Editing my clients’ own filmed interviews involves managing their media which may have been recorded by one or multiple cameras, their associated microphone feeds and/or sound mixer recording. In addition, their media may feature one person or many people. My process of editing such media usually involves reducing the duration of their recorded content into a concise piece of media so that it ultimately delivers to a client’s project brief.
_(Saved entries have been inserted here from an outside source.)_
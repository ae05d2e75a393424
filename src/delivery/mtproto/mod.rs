//! Large-file delivery through a user session (MTProto).
//!
//! The Bot API refuses uploads above 50 MiB; a regular user account does not.
//! Parts are uploaded directly and the message is sent with `messages.sendMedia`.

pub mod error;
pub mod media;
pub mod peer;
pub mod session;
pub mod upload;

use async_trait::async_trait;
use grammers_client::Client;

use crate::core::config::TelegramConfig;
use crate::core::error::AppError;
use crate::delivery::router::Uploader;
use crate::download::AudioArtifact;

pub use error::MtProtoError;
pub use session::{Connect, LazySession, UserConnector};
pub use upload::UploadedFile;

/// Sends artifacts above the Bot API limit to the channel as a user.
pub struct LargeFileUploader {
    session: LazySession<UserConnector>,
    channel_username: String,
}

impl LargeFileUploader {
    pub fn new(connector: UserConnector, channel_reference: &str) -> Result<Self, MtProtoError> {
        Ok(Self {
            session: LazySession::new(connector),
            channel_username: peer::parse_channel_username(channel_reference)?,
        })
    }

    pub fn from_config(config: &TelegramConfig) -> Result<Self, MtProtoError> {
        let connector = UserConnector {
            api_id: config.api_id,
            api_hash: config.api_hash.clone(),
            phone_number: config.phone_number.clone(),
            two_fa_password: config.two_fa_password.clone(),
            session_path: config.session_path.clone(),
        };
        Self::new(connector, &config.channel_url)
    }

    async fn send(&self, client: &Client, artifact: &AudioArtifact, caption: &str) -> Result<(), MtProtoError> {
        let (cover, audio, peer) = tokio::try_join!(
            upload::upload_file(client, &artifact.thumbnail_path),
            upload::upload_file(client, &artifact.audio_path),
            peer::resolve_peer(client, &self.channel_username),
        )?;

        let media = media::build_audio_media(audio, cover, &artifact.title, &artifact.artist, artifact.duration_secs);
        let request = media::send_media_request(peer, media, caption, rand::random());
        client.invoke(&request).await?;
        Ok(())
    }
}

#[async_trait]
impl Uploader for LargeFileUploader {
    fn name(&self) -> &str {
        "mtproto"
    }

    async fn upload(&self, artifact: &AudioArtifact, caption: &str) -> Result<(), AppError> {
        let client = self.session.client().await.map_err(|e| {
            log::error!("User session unavailable: {}", e);
            AppError::from(e)
        })?;

        self.send(client, artifact, caption).await.map_err(|e| {
            log::error!("Large-file upload of {} failed: {}", artifact.audio_path.display(), e);
            AppError::from(e)
        })?;

        log::info!("Sent {} to @{} via user session", artifact.title, self.channel_username);
        Ok(())
    }
}
//! /start and /help

use teloxide::prelude::*;
use teloxide::types::{Message, ParseMode};

use super::types::HandlerError;
use crate::core::utils::escape_html;

pub(super) fn start_text(first_name: &str) -> String {
    format!(
        "<b>🎵 Welcome to the YouTube Audio Downloader Bot! 🎵</b>\n\n\
         Hi <b>{}</b>! 👋\n\n\
         I save YouTube videos as tagged <b>audio files</b>.\n\n\
         <b>How it works:</b>\n\
         1️⃣ Send me a YouTube video link\n\
         2️⃣ I convert it to MP3 with title, artist and cover\n\
         3️⃣ The file is posted to your <b>channel</b>\n\n\
         <i>Send me a link to get started!</i>",
        escape_html(first_name)
    )
}

pub(super) const HELP_TEXT: &str = "Here are the commands you can use:\n\
     /start - Start the bot\n\
     /help - Get help information\n\n\
     Any youtube.com/watch or youtu.be link is downloaded and posted to the channel.";

pub(super) async fn handle_start_command(bot: &Bot, msg: &Message) -> Result<(), HandlerError> {
    let first_name = msg.from.as_ref().map(|u| u.first_name.as_str()).unwrap_or("there");
    bot.send_message(msg.chat.id, start_text(first_name))
        .parse_mode(ParseMode::Html)
        .await?;
    Ok(())
}

pub(super) async fn handle_help_command(bot: &Bot, msg: &Message) -> Result<(), HandlerError> {
    bot.send_message(msg.chat.id, HELP_TEXT).await?;
    Ok(())
}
In this article, I give an overview of how best to manage the interview or debate post-production editing process, focusing on managing the different stages of audio editing for optimum results.

Preparing your media

Ensure any media supplied for editing all plays smoothly in your editing project on your non-linear editing system and that it has been transcoded (if necessary). Before starting the editing procedure, make sure that all of the media has been backed up on one or more different storage devices to protect this media against any possible equipment failure.

Audio level adjustments

Before you start editing filmed interviews, check the master audio levels for files that have been supplied. Consider if these master clips or audio recordings need their levels adjusted before starting the editing process. Adjusting the audio level of a master clip or audio recording before editing can save time should you need to adjust each edit clip or audio track later.

Timeline syncing

If the interview submitted for editing has been filmed with multiple cameras, the priority is to sync up all the vision with all the sound recordings. Create one edit master sequence where you have all the sound and vision on different tracks all synced up accurately to each frame. If you are using timecode or a clapper board to sync all the footage, double-check that it’s all perfectly in sync at the start and the end of the edit sequence.

Make copies of your edits

Make a copy of this master sequence and incrementally rename the copied sequence as you progress with each editing stage. At each significant editing stage, duplicate the timeline/edit sequence and incrementally rename the sequence, always working on the latest copy. This way, you can always revert to the previous edit if need be.

Working with master sound

Once your timeline with all the footage is in sync, identify which audio tracks have the master sound. If the recorded sound has been done with an external audio recorder or is the main sound on one camera only, then you can deselect the monitoring of any additional tracks. Then double-check that the master sound is in perfectly accurate frame sync with the vision.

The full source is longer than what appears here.